En complément de mon billet sur la statue de Voltaire installée à Oyonnax, je mets en ligne ce texte que j'avais donné à la revue Le Croquant n°16 (automne - hiver 1994). Et en plus, une petite référence musicale à Candide qui a inspiré Leonard Bernstein.
Autour du lycée, les préfas poussent comme des verrues sur un visage obèse qui peut tout aussi bien être celui du proviseur. Convoqué dans le bureau de cet homme sans cou ni taille, en raison de mon absence permanente au cours de gymnastique, j’ai failli m’asseoir sur son chapeau déposé là par quelque haineux subalterne.
Vraiment fort le proviseur : Voltaire dans un sermon, il fallait oser. Le chapeau sur la chaise, à côté, c’est l’harmonie, la logique, l’équilibre... La grâce ? Tout de même, n’exagérons rien.
La grâce, c’est plutôt le rayon de la prof de français, joli brin de fille épanoui entre les lézardes des préfas aux quatre vents mutins des affectations. Une fleur de décombres en quelque sorte, une belle plante rudérale... Dans la bouche du proviseur, Voltaire cité en rafales automatiques siffle mépris et reproches et sent l’aigre des digestions approximatives. Entre les lèvres de la prof de français, Voltaire gazouille tel l’oiseau de la pluie dans l’effluve d’un Chanel au numéro inférieur ou égal à ma moyenne en maths.
Cette appétissante oiselle a ses pudeurs. Elle nous fait travailler Voltaire dans une édition de classiques à deux sous vierge de tout épisode égrillard, notamment expurgée d’une bonne partie du chapitre seizième de Candide. Voltaire y prend plaisir à relater les clameurs qui partaient de deux filles toutes nues qui couraient légèrement au bord de la prairie, tandis que deux singes les suivaient en leur mordant les fesses.
Nous sommes deux dans la classe à posséder les romans et les contes de Voltaire dans une édition de poche récente qui donne le texte intégral, selon la formule consacrée, ce qui nous conduit à demander l’autorisation de lire le passage manquant où Candide prend son fusil espagnol à deux coups, tire et tue les deux singes.

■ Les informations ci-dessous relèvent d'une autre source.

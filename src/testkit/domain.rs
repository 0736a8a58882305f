//! Builders for patterns and records used across tests.

use serde_json::{json, Value};

use crate::domain::{QueryPattern, Record};

/// Build a record from a JSON object literal.
///
/// Panics if `value` is not an object.
pub fn record(value: Value) -> Record {
    match value {
        Value::Object(map) => map,
        other => panic!("record() needs a JSON object, got {other}"),
    }
}

/// County-level population record.
pub fn county(name: &str, state: &str, population: i64) -> Record {
    record(json!({ "county": name, "state": state, "population": population }))
}

/// Population pattern over the given counties.
pub fn population_pattern(geography: &[&str]) -> QueryPattern {
    QueryPattern::new("population_lookup", "SELECT county, state, population FROM county_population")
        .with_geography(geography.iter().copied())
        .with_metrics(["population"])
}

/// Pattern without geography entities.
pub fn national_pattern() -> QueryPattern {
    QueryPattern::new("national_summary", "SELECT SUM(population) AS population FROM county_population")
        .with_metrics(["population"])
}
//! Tabular records returned by data sources.

use serde_json::{Map, Value};

/// One row of a result set, keyed by column name.
pub type Record = Map<String, Value>;

/// Columns that identify a geography, checked in priority order.
const COUNTY_FIELDS: [&str; 2] = ["county", "county_name"];
const STATE_FIELDS: [&str; 3] = ["state", "state_name", "state_abbr"];
const FIPS_FIELDS: [&str; 2] = ["fips", "geoid"];
const GEOGRAPHY_FIELDS: [&str; 2] = ["geography", "name"];

/// Join key identifying the geography a record describes.
///
/// Prefers county + state, then a FIPS code, then a free-form geography
/// name. Values are trimmed and lowercased so sources agree on spelling
/// differences in case only.
#[must_use]
pub fn geography_key(record: &Record) -> Option<String> {
    let county = first_text(record, &COUNTY_FIELDS);
    let state = first_text(record, &STATE_FIELDS);
    if let (Some(county), Some(state)) = (county, state) {
        return Some(format!("{county}|{state}"));
    }
    first_text(record, &FIPS_FIELDS)
        .map(|fips| format!("fips:{fips}"))
        .or_else(|| first_text(record, &GEOGRAPHY_FIELDS))
}

/// True when `field` takes part in the geography join.
#[must_use]
pub fn is_geography_field(field: &str) -> bool {
    COUNTY_FIELDS
        .iter()
        .chain(STATE_FIELDS.iter())
        .chain(FIPS_FIELDS.iter())
        .chain(GEOGRAPHY_FIELDS.iter())
        .any(|f| *f == field)
}

/// True when `record` describes one of the `wanted` geographies.
///
/// Each wanted entity is compared word by word against the record's county
/// or geography name, so `"Travis"` matches `"Travis County"` and
/// `"Travis County"` matches `"Travis"`. A `", TX"` suffix must equal the
/// record's state when it has one. A bare state or FIPS code matches only
/// when it equals the record's value exactly.
#[must_use]
pub fn matches_geography(record: &Record, wanted: &[String]) -> bool {
    if wanted.is_empty() {
        return true;
    }
    wanted.iter().any(|w| matches_entity(record, w))
}

fn matches_entity(record: &Record, wanted: &str) -> bool {
    let (place, qualifier) = match wanted.split_once(',') {
        Some((place, qualifier)) => (place, Some(words(qualifier))),
        None => (wanted, None),
    };
    let place = words(place);
    if place.is_empty() {
        return false;
    }
    let states = field_words(record, &STATE_FIELDS);

    let named = field_words(record, &COUNTY_FIELDS)
        .chain(field_words(record, &GEOGRAPHY_FIELDS))
        .any(|name| contains_run(&name, &place) || contains_run(&place, &name));
    let coded = qualifier.is_none()
        && field_words(record, &FIPS_FIELDS)
            .chain(field_words(record, &STATE_FIELDS))
            .any(|code| code == place);
    if !(named || coded) {
        return false;
    }

    match qualifier.filter(|q| !q.is_empty()) {
        Some(qualifier) => {
            let mut states = states.peekable();
            states.peek().is_none() || states.any(|state| state == qualifier)
        }
        None => true,
    }
}

/// Lowercase alphanumeric words of `text`.
fn words(text: &str) -> Vec<String> {
    text.split(|c: char| !c.is_alphanumeric())
        .filter(|w| !w.is_empty())
        .map(str::to_lowercase)
        .collect()
}

fn field_words<'a>(
    record: &'a Record,
    fields: &'a [&'a str],
) -> impl Iterator<Item = Vec<String>> + 'a {
    fields
        .iter()
        .filter_map(move |f| text_of(record.get(*f)?))
        .map(|text| words(&text))
        .filter(|w| !w.is_empty())
}

/// True when `needle` appears as a contiguous run of words in `haystack`.
fn contains_run(haystack: &[String], needle: &[String]) -> bool {
    !needle.is_empty()
        && needle.len() <= haystack.len()
        && haystack.windows(needle.len()).any(|window| window == needle)
}

/// Lowercase snake_case form of a column name (`"Median Income"` -> `"median_income"`).
#[must_use]
pub fn snake_case(name: &str) -> String {
    let mut out = String::with_capacity(name.len());
    let mut prev_lower = false;
    for ch in name.trim().chars() {
        if ch.is_ascii_uppercase() {
            if prev_lower {
                out.push('_');
            }
            out.push(ch.to_ascii_lowercase());
            prev_lower = false;
        } else if ch.is_alphanumeric() {
            out.push(ch);
            prev_lower = ch.is_lowercase() || ch.is_ascii_digit();
        } else if !out.ends_with('_') && !out.is_empty() {
            out.push('_');
            prev_lower = false;
        }
    }
    while out.ends_with('_') {
        out.pop();
    }
    out
}

fn first_text(record: &Record, fields: &[&str]) -> Option<String> {
    fields
        .iter()
        .find_map(|f| record.get(*f).and_then(text_of))
}

fn text_of(value: &Value) -> Option<String> {
    let s = match value {
        Value::String(s) => s.trim().to_lowercase(),
        Value::Number(n) => n.to_string(),
        _ => return None,
    };
    (!s.is_empty()).then_some(s)
}

#[cfg(test)]
mod tests {
    use super::*;
    use serde_json::json;

    fn record(value: Value) -> Record {
        value.as_object().cloned().unwrap()
    }

    #[test]
    fn county_and_state_take_priority() {
        let r = record(json!({"county": "Travis", "state": "TX", "fips": "48453"}));
        assert_eq!(geography_key(&r).as_deref(), Some("travis|tx"));
    }

    #[test]
    fn falls_back_to_fips_then_geography() {
        let r = record(json!({"fips": 48453, "population": 1}));
        assert_eq!(geography_key(&r).as_deref(), Some("fips:48453"));

        let r = record(json!({"geography": "Austin MSA"}));
        assert_eq!(geography_key(&r).as_deref(), Some("austin msa"));

        let r = record(json!({"population": 1}));
        assert_eq!(geography_key(&r), None);
    }

    #[test]
    fn geography_filter_matches_whole_words() {
        let r = record(json!({"county": "Travis County", "state": "TX"}));
        assert!(matches_geography(&r, &["travis".into()]));
        assert!(matches_geography(&r, &["Travis County, TX".into()]));
        assert!(matches_geography(&r, &[]));
        assert!(!matches_geography(&r, &["Harris".into()]));
        assert!(!matches_geography(&r, &["Trav".into()]));
    }

    #[test]
    fn state_suffix_does_not_match_other_counties() {
        let harris = record(json!({"county": "Harris", "state": "TX"}));
        assert!(!matches_geography(&harris, &["Travis County, TX".into()]));

        let travis = record(json!({"county": "Travis", "state": "TX"}));
        assert!(matches_geography(&travis, &["Travis County, TX".into()]));
        assert!(!matches_geography(&travis, &["Travis County, OK".into()]));
    }

    #[test]
    fn short_state_codes_are_not_substrings() {
        let lane = record(json!({"county": "Lane", "state": "OR"}));
        assert!(!matches_geography(&lane, &["Orange".into()]));
        assert!(matches_geography(&lane, &["OR".into()]));

        let orange = record(json!({"county": "Orange County", "state": "CA"}));
        assert!(matches_geography(&orange, &["Orange".into()]));
    }

    #[test]
    fn fips_matches_exactly() {
        let r = record(json!({"fips": 48453, "population": 1}));
        assert!(matches_geography(&r, &["48453".into()]));
        assert!(!matches_geography(&r, &["4845".into()]));
    }

    #[test]
    fn snake_case_columns() {
        assert_eq!(snake_case("Median Income"), "median_income");
        assert_eq!(snake_case("medianIncome"), "median_income");
        assert_eq!(snake_case("POPULATION"), "population");
        assert_eq!(snake_case("pct_over_65 "), "pct_over_65");
    }
}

Dieu soit loué, mon cher Cacambo ! J’ai délivré d’un grand péril ces deux pauvres créatures : si j’ai commis un péché en tuant un inquisiteur et un jésuite, je l’ai bien réparé en sauvant la vie à deux filles...

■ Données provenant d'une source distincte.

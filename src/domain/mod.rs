//! Domain types shared by every layer: query patterns, records and results.

pub mod pattern;
pub mod record;
pub mod result;

pub use pattern::{CacheKey, CanonicalPattern, Entities, QueryPattern};
pub use record::{geography_key, is_geography_field, matches_geography, snake_case, Record};
pub use result::{FederatedResult, FederationMetadata, QueryResponse, ResponseMetadata};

À la vue du rictus qui commence à tortiller le minois de la petite prof, nous comprenons que cette adepte de Voltaire allégé regrette aussitôt de nous avoir donné la parole. Pourtant, le plus dur est à venir. Candide continue de se féliciter de sa bonne action mais sa langue devint percluse quand il vit ces deux filles fondre en larmes sur leurs corps, et remplir l’air des cris les plus douloureux. Je ne m’attendais pas à tant de bonté d’âme dit-il enfin à Cacambo ; lequel lui répliqua : vous avez fait là un beau chef-d’œuvre, mon maître ; vous avez tué les deux amants de ces demoiselles.

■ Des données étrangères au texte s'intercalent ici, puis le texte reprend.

//! Primary source first, then each fallback in registration order.

use async_trait::async_trait;
use tracing::{debug, warn};

use super::source::SourceSet;
use super::strategy::{FederationStrategy, StrategyOutcome};
use super::PRIMARY_WITH_FALLBACK;
use crate::domain::QueryPattern;
use crate::error::{FederationError, Result, SourceFailure};

/// Returns the first successful source's data.
///
/// Confidence is 0.95 when the primary answered and 0.85 for any fallback.
#[derive(Debug, Default, Clone, Copy)]
pub struct PrimaryWithFallback;

#[async_trait]
impl FederationStrategy for PrimaryWithFallback {
    fn name(&self) -> &str {
        PRIMARY_WITH_FALLBACK
    }

    fn can_handle(&self, _pattern: &QueryPattern) -> bool {
        true
    }

    async fn execute(&self, sources: &SourceSet, pattern: &QueryPattern) -> Result<StrategyOutcome> {
        let mut attempted = Vec::with_capacity(sources.len());
        let mut failures = Vec::new();

        for (index, source) in sources.fallback_order() {
            let id = source.source_id().to_string();
            attempted.push(id.clone());
            match source.fetch(pattern).await {
                Ok(data) => {
                    debug!(source = %id, rows = data.len(), attempts = attempted.len(), "Source answered");
                    return Ok(StrategyOutcome {
                        data,
                        sources: vec![id],
                        sources_attempted: attempted,
                        confidence: sources.weight(index),
                    });
                }
                Err(e) => {
                    warn!(source = %id, error = %e, "Source failed, trying next");
                    failures.push(SourceFailure {
                        source: id,
                        error: e.to_string(),
                    });
                }
            }
        }

        Err(FederationError::AllSourcesFailed { attempts: failures }.into())
    }
}

#[cfg(test)]
mod tests {
    use std::sync::Arc;

    use super::*;
    use crate::application::federation::source::BoundSource;
    use crate::error::Error;
    use crate::infrastructure::breaker::CircuitBreaker;
    use crate::port::outbound::dataset::DatasetAdapter;
    use crate::port::outbound::monitor::NullMonitor;
    use crate::testkit::config;
    use crate::testkit::dataset::ScriptedDataset;
    use crate::testkit::domain::{county, population_pattern};

    fn set(datasets: Vec<Arc<ScriptedDataset>>) -> SourceSet {
        let mut set = SourceSet::default();
        for dataset in datasets {
            let breaker = Arc::new(CircuitBreaker::new(dataset.source_id(), config::breaker(5)));
            set.push(Arc::new(BoundSource::new(dataset, breaker, Arc::new(NullMonitor))));
        }
        set
    }

    #[tokio::test]
    async fn primary_success_skips_fallbacks() {
        let primary = Arc::new(ScriptedDataset::new("census_db").primary().with_rows(vec![county("Travis", "TX", 1)]));
        let backup = Arc::new(ScriptedDataset::new("acs_snapshot"));
        let sources = set(vec![backup.clone(), primary.clone()]);

        let outcome = PrimaryWithFallback
            .execute(&sources, &population_pattern(&["Travis"]))
            .await
            .unwrap();

        assert_eq!(outcome.sources, vec!["census_db"]);
        assert_eq!(outcome.sources_attempted, vec!["census_db"]);
        assert_eq!(outcome.confidence, 0.95);
        assert_eq!(outcome.data.len(), 1);
        assert_eq!(backup.queries(), 0);
    }

    #[tokio::test]
    async fn falls_back_in_registration_order() {
        let primary = Arc::new(ScriptedDataset::new("census_db").primary().failing("locked"));
        let first = Arc::new(ScriptedDataset::new("acs_snapshot").failing("missing file"));
        let second = Arc::new(ScriptedDataset::new("bls_api").with_rows(vec![county("Travis", "TX", 1)]));
        let sources = set(vec![primary, first, second]);

        let outcome = PrimaryWithFallback
            .execute(&sources, &population_pattern(&[]))
            .await
            .unwrap();

        assert_eq!(outcome.sources, vec!["bls_api"]);
        assert_eq!(outcome.sources_attempted, vec!["census_db", "acs_snapshot", "bls_api"]);
        assert_eq!(outcome.confidence, 0.85);
    }

    #[tokio::test]
    async fn all_failed_lists_each_attempt() {
        let sources = set(vec![
            Arc::new(ScriptedDataset::new("census_db").primary().failing("locked")),
            Arc::new(ScriptedDataset::new("acs_snapshot").failing("missing file")),
        ]);

        let err = PrimaryWithFallback
            .execute(&sources, &population_pattern(&[]))
            .await
            .unwrap_err();

        let Error::Federation(FederationError::AllSourcesFailed { attempts }) = err else {
            panic!("expected AllSourcesFailed, got {err:?}");
        };
        assert_eq!(attempts.len(), 2);
        assert_eq!(attempts[0].source, "census_db");
        assert!(attempts[0].error.contains("locked"));
        assert_eq!(attempts[1].source, "acs_snapshot");
        assert!(attempts[1].error.contains("missing file"));
    }

    #[tokio::test]
    async fn empty_result_counts_as_success() {
        let primary = Arc::new(ScriptedDataset::new("census_db").primary());
        let backup = Arc::new(ScriptedDataset::new("acs_snapshot").with_rows(vec![county("Travis", "TX", 1)]));
        let sources = set(vec![primary, backup.clone()]);

        let outcome = PrimaryWithFallback
            .execute(&sources, &population_pattern(&[]))
            .await
            .unwrap();

        assert!(outcome.data.is_empty());
        assert_eq!(outcome.sources, vec!["census_db"]);
        assert_eq!(backup.queries(), 0);
    }
}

Cette fois, le rictus libère une sorte de coassement. Le visage de notre juvénile enseignante vient de prendre quinze ans en deux secondes, et tout cela à cause de nous, adolescents vulgaires travaillés par nos hormones.
— Excusez-nous m’dame. Pour nous faire pardonner, on va vous lire un autre passage extrait de Micromegas et qui manque aussi à votre édition : son Excellence se coucha de tout son long car s’il se fût tenu debout, sa tête eût été trop haut au-dessus des nuages. Nos philosophes lui plantèrent un grand arbre dans un endroit que le docteur Swift nommerait, mais que je me garderai bien d’appeler par son nom, à cause de mon respect pour les dames...
— Mauvais esprits, nous m’dame ? Eh ben, si on peut même plus participer...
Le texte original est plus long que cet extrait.